● What you should do
Copy every line from the data below in which the string "unwrap" can be found.
** Opening Extracted records block **
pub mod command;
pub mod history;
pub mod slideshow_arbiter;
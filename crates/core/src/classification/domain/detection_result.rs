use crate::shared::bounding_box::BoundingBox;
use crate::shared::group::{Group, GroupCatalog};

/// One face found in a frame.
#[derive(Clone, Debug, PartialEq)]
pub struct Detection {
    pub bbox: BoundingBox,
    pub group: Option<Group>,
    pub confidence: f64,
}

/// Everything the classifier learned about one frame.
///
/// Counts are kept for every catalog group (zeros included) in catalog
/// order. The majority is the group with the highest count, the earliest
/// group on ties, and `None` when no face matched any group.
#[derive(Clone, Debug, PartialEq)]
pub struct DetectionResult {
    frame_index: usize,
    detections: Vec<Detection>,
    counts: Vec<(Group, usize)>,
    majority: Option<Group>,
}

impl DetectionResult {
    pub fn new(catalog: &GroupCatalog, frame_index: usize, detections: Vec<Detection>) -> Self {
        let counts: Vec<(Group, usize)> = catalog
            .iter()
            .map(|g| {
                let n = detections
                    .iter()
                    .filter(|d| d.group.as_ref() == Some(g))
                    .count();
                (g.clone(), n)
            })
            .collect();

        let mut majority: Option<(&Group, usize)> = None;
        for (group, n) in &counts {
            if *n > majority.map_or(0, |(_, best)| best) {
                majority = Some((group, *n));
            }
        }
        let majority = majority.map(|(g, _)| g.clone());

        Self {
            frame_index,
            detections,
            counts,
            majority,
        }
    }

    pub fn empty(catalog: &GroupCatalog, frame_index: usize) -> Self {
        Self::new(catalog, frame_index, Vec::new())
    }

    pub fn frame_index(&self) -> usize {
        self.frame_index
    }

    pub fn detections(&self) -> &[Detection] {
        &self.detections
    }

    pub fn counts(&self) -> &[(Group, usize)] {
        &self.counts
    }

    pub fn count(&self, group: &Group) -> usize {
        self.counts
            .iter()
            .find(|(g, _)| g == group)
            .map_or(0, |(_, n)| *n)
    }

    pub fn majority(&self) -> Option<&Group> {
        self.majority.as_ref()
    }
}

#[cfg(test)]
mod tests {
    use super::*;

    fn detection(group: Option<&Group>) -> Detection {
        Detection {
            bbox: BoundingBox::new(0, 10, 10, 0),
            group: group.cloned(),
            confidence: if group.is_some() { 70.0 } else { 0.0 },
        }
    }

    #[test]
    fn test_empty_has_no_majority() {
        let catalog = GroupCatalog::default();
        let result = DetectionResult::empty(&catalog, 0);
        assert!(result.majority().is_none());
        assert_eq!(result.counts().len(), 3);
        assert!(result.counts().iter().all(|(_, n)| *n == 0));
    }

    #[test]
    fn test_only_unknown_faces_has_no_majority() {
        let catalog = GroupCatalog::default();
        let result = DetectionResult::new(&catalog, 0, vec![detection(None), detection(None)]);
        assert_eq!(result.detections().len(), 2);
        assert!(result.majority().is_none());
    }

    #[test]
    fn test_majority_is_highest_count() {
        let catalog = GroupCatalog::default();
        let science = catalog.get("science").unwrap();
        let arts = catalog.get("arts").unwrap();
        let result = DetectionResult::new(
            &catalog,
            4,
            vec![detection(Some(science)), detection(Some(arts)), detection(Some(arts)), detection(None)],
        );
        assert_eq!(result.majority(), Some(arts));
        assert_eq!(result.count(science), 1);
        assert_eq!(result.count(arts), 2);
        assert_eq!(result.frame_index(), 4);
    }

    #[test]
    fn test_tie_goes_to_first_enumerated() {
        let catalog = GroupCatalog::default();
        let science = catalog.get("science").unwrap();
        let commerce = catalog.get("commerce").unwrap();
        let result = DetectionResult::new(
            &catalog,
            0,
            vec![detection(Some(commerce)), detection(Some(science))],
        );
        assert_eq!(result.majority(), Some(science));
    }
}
** Closing Extracted records block **
● Solution to this problem
        let science = catalog.get("science").unwrap();
        let arts = catalog.get("arts").unwrap();
        let science = catalog.get("science").unwrap();
        let commerce = catalog.get("commerce").unwrap();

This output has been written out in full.